After the repair, we crossed under a bridge, the only road that crossed our route from Bala all the way back to camp. We went through one set of rapids safely and sanely, but at the next one the counsellor proved that there is no way in hell he should have ever been in a leadership position. The rapid had a shelf, about a two foot drop. An experienced canoer might have managed it, but not a moron in a canoe held together with baling wire and partially dried ambroid. He took one look at it and yelled “HELL, LET’S SHOOT IT!” Those of us in the camper canoe thought he was completely mental and we portaged. But the jc agreed to try as well, and he went first. Now he was a lot heavier than the campers in his canoe and I think the fact that it was stern heavy helped him get through it. The counsellor’s canoe was more evenly balanced, and when they hit the shelf they kind of hit the water below nose first, and dumped in the whirlpool below it. I have a vivid memory of Jeremy getting smashed between the canoe and the rock wall on the side of the whirlpool before we could drag him out. He also lost his camera in the whirlpool, although god knows how he held into it on the previous disaster.

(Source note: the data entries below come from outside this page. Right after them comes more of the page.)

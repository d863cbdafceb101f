//! Genie Console UI - Leptos frontend
//!
//! Dashboard for managing genies, reading analytics and buying a
//! subscription. Access rules and the checkout flow live in the `genie`
//! core crate; this crate supplies the browser side (local storage,
//! `fetch`, the hosted checkout script) and the views.

pub mod api;
pub mod components;
pub mod pages;
pub mod razorpay;
pub mod state;
pub mod storage;
pub mod types;

use leptos::ev;
use leptos::prelude::*;
use leptos_meta::{provide_meta_context, Title};
use leptos_router::{
    components::{Route, Router, Routes},
    path,
};

use components::{ProtectedRoute, PublicOnlyRoute, Toasts};
use pages::{
    analytics::AnalyticsPage, billing::BillingPage, dashboard::DashboardPage,
    genies::GeniesPage, home::HomePage, login::LoginPage, oauth_callback::OAuthCallbackPage,
    settings::SettingsPage,
};
use state::AppState;

/// Main application component
#[component]
pub fn App() -> impl IntoView {
    provide_meta_context();

    let app_state = AppState::new();
    provide_context(app_state.clone());

    // Sign-in/out in another tab shows up as a storage event here
    let _storage_listener = window_event_listener(ev::storage, move |_| {
        app_state.refresh_session();
    });

    view! {
        <Title text="Genie Console" />
        <Router>
            <main class="min-h-screen bg-slate-900 text-slate-100">
                <Routes fallback=|| view! { <NotFound /> }>
                    <Route path=path!("/") view=HomePage />
                    <Route
                        path=path!("/login")
                        view=|| view! { <PublicOnlyRoute><LoginPage /></PublicOnlyRoute> }
                    />
                    <Route
                        path=path!("/register")
                        view=|| view! { <PublicOnlyRoute><LoginPage register_mode=true /></PublicOnlyRoute> }
                    />
                    <Route path=path!("/auth/callback") view=OAuthCallbackPage />
                    <Route
                        path=path!("/dashboard")
                        view=|| view! { <ProtectedRoute><DashboardPage /></ProtectedRoute> }
                    />
                    <Route
                        path=path!("/genies")
                        view=|| view! { <ProtectedRoute><GeniesPage /></ProtectedRoute> }
                    />
                    <Route
                        path=path!("/analytics")
                        view=|| view! { <ProtectedRoute><AnalyticsPage /></ProtectedRoute> }
                    />
                    <Route
                        path=path!("/billing")
                        view=|| view! { <ProtectedRoute><BillingPage /></ProtectedRoute> }
                    />
                    <Route
                        path=path!("/settings")
                        view=|| view! { <ProtectedRoute><SettingsPage /></ProtectedRoute> }
                    />
                </Routes>
            </main>
            <Toasts />
        </Router>
    }
}

/// 404 Not Found page
#[component]
fn NotFound() -> impl IntoView {
    view! {
        <div class="min-h-screen flex items-center justify-center">
            <div class="text-center">
                <h1 class="text-6xl font-bold text-slate-500 mb-4">"404"</h1>
                <p class="text-xl text-slate-400 mb-8">"Page not found"</p>
                <a
                    href=genie::routes::HOME
                    class="px-6 py-3 bg-indigo-600 hover:bg-indigo-700 rounded-lg font-medium transition-colors"
                >
                    "Go Home"
                </a>
            </div>
        </div>
    }
}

This time the canoe was a write-off. The split now went beyond the bow seat and no amount of wire was going to hold it together, even if we’d still had any more canvas and ambroid. So we did the only responsible thing we could do – we distributed his packs and campers to the other two canoes, making them dangerously overloaded and tippy, and paddled back upstream to the bridge. The counsellor paddled his banana split of a boat from the stern deck, which kept the bow out of the water. We made camp at a fishing access that was not a legal campsite while the counsellor and jc hitchhiked to a phone to contact the camp. Much later that night a truck came from camp with a replacement canoe, but sadly not a replacement counsellor.

For the next couple of days, the trip went as they usually went. I don’t recall if the counsellor stopped trying to shoot unshootable rapids or if he just got overruled, but we ended up making it most of the way home without further incident. Until the very last day, when once again this moron decides he wants to try another handstand on the gunnels. Fortunately by this time the two campers in his canoe were more seasoned paddlers and so when he inevitably fell into the water, they kept the boat upright and prevented him from further soaking people’s sleeping bags. (I should mention that campers used the same sleeping bags as bedclothes in camp, and the camp didn’t have laundry facilities of any sort, so even without this a few of the campers still had damp sleeping bags for a night or two after we got back.)

Rereading this, I sound awfully angry about the incompetence of the counsellor. But the amazing thing about being a kid at camp is that we weren’t mad at him. Well, except for getting the sleeping bags wet. Everything else was dumb, but we just took it in stride. Just part if the adventure. It’s only afterwards as a parent I think back and think “we’re lucky he didn’t kill anybody” and I get mad at him.